Pandanus odorifer is an aromatic monocot species of plant in the family Pandanaceae, native to Polynesia, Australia, South Asia (Andaman Islands), and the Philippines, and is also found wild in southern India and Burma. It is commonly known as fragrant screw-pine.

Names
In addition to screw-pine, other common English names for the tree include kewda, fragrant screwpine, umbrella tree and screw tree.

In India, the tree goes by a variety of names, many deriving from the Sanskrit kētakī. in Malayalam called pookkaitha and its flower known as thaazhampoo, In Tamil, it is called kaithai (கைதை) and tāḻai (தாழை) and both are mentioned in Sangam literature. In Arabic-speaking countries, the tree is referred to as al-kādī ().  In Japan, the tree is called adan () and grows on Okinawa Islands, as well as the Tokara Islands, Amami Ōshima and Kikaijima.

P. odorifer grows widely at the St. Martin's Island  of Bangladesh, although many have been destroyed by mass tourism initiatives.

Description
It is a small branched, palm-like dioecious tree with a flexuous trunk supported by brace roots. The tree can grow to a height of 4 meters. Leaves grow in clusters at the branch tips, with rosettes of sword-shaped, stiff  (leather-like) and spiny bluish-green, fragrant leaves. Leaves are glaucous, 40–70 cm. long.  In summer, the tree bears very fragrant flowers, used as perfume. Interestingly, Pandanus lacks a common callose wall around microspore tetrads during pollen development. In Yemen, they are predominantly found alongside flowing streams in the western escarpment foothills; Most common in high rainfall areas. The fragrant male flowers are wrapped in leaves and sold on roadsides and in markets. Only male plants seem to occur in Yemen. Some suggest that it was introduced into Yemen from India where its flowers are used chiefly to make perfume.

Propagation
The tree is propagated vegetatively, by the offshoots of young plants that grow around the base of the trunk, but may also be increased by seed. If by the former method, the offshoots should be cut off and set in sand, at a temperature of 65° to 70°F. The cuttings root slowly, and the plants for a time grow very slowly. The general treatment required for culturing the screw-pine is similar to that of palms. Trees require an abundance of water in summer.

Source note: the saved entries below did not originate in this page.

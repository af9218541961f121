// SPDX-License-Identifier: Apache-2.0
// Copyright Open Network Fabric Authors

#![deny(clippy::all)]

mod scenario;

use crate::scenario::{Scenario, ScenarioError};
use args::{CmdArgs, Command, Parser};
use pktverify::{ExprError, PacketVerifier, TestInfo, VerifierError, capture};
use std::path::Path;
use std::process::ExitCode;
use thiserror::Error;
use tracectl::{get_trace_ctl, trace_target};
use tracing::{error, info, level_filters::LevelFilter};

trace_target!("harness", LevelFilter::INFO, &["harness"]);

const EXIT_FAILED: u8 = 1;
const EXIT_USAGE: u8 = 2;

#[derive(Debug, Error)]
enum HarnessError {
    #[error(transparent)]
    Verifier(#[from] VerifierError),
    #[error(transparent)]
    Scenario(#[from] ScenarioError),
    #[error(transparent)]
    Expr(#[from] ExprError),
    #[error("no command given, see --help")]
    NoCommand,
}

impl HarnessError {
    fn exit_code(&self) -> ExitCode {
        match self {
            HarnessError::Scenario(e) if e.is_verification_failure() => ExitCode::from(EXIT_FAILED),
            _ => ExitCode::from(EXIT_USAGE),
        }
    }
}

fn init_logging() {
    let tctl = get_trace_ctl();
    tctl.set_default_level(LevelFilter::WARN);
}

/// Load the test info and a capture: the one given on the command line, or
/// else the one the test info names.
fn load_verifier(
    test_info: &Path,
    capture: Option<&Path>,
    prefs: &[String],
) -> Result<PacketVerifier, HarnessError> {
    let Some(capture) = capture else {
        return Ok(PacketVerifier::new(test_info, prefs)?);
    };
    let info = TestInfo::load(test_info).map_err(VerifierError::from)?;
    let packets = capture::load(capture, prefs).map_err(VerifierError::from)?;
    Ok(PacketVerifier::from_parts(info, packets)?)
}

fn run(args: &CmdArgs) -> Result<(), HarnessError> {
    let command = args.command().ok_or(HarnessError::NoCommand)?;
    let prefs = args.wireshark_prefs();
    match command {
        Command::Verify {
            test_info,
            scenario,
            capture,
        } => {
            let scenario = Scenario::load(scenario)?;
            let mut verifier = load_verifier(test_info, capture.as_deref(), &prefs)?;
            scenario.run(&mut verifier)?;
            println!("Packet verification passed: {}", test_info.display());
        }
        Command::Summary { test_info, capture } => {
            let verifier = load_verifier(test_info, capture.as_deref(), &prefs)?;
            verifier.summary().show();
            print!("{}", verifier.summary());
        }
        Command::Query {
            test_info,
            filter,
            capture,
            limit,
        } => {
            let verifier = load_verifier(test_info, capture.as_deref(), &prefs)?;
            let found = verifier.pkts().filter_expr(filter, verifier.vars())?;
            let mut count = 0;
            while limit.is_none_or(|limit| count < limit)
                && let Some(p) = found.next()
            {
                println!("{p}");
                count += 1;
            }
            info!("{count} packets match '{filter}'");
        }
    }
    Ok(())
}

fn main() -> ExitCode {
    /* parse cmd line args */
    let args = CmdArgs::parse();

    /* initialize logging */
    init_logging();
    if let Some(tracing) = args.tracing()
        && let Err(e) = get_trace_ctl().setup_from_string(tracing)
    {
        error!("Invalid tracing configuration: {e}");
        return ExitCode::from(EXIT_USAGE);
    }
    if args.show_tracing_targets() {
        get_trace_ctl().dump();
        return ExitCode::SUCCESS;
    }

    match run(&args) {
        Ok(()) => ExitCode::SUCCESS,
        Err(e) => {
            error!("{e}");
            if let Some(test_info) = args.test_info() {
                eprintln!("Packet verification failed: {}: {e}", test_info.display());
            }
            e.exit_code()
        }
    }
}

According to Ibn al-'Awwam's 12th-century treatise on agriculture, the kadi is cultivated in a manner similar to that of the Judas tree (Cercis siliquastrum).

Other uses
An aromatic oil called kewra and a fragrant distillate called keorra-ka-arak are extracted from the male flowers. They are almost exclusively used in the form of a watery distillate called kewra water. Its flowers have a sweet, perfumed odor that has a pleasant quality similar to rose flowers, although kewra is considered more fruity. The watered-down distillate is quite diluted; it can be used by the tablespoon, often even by the teaspoon.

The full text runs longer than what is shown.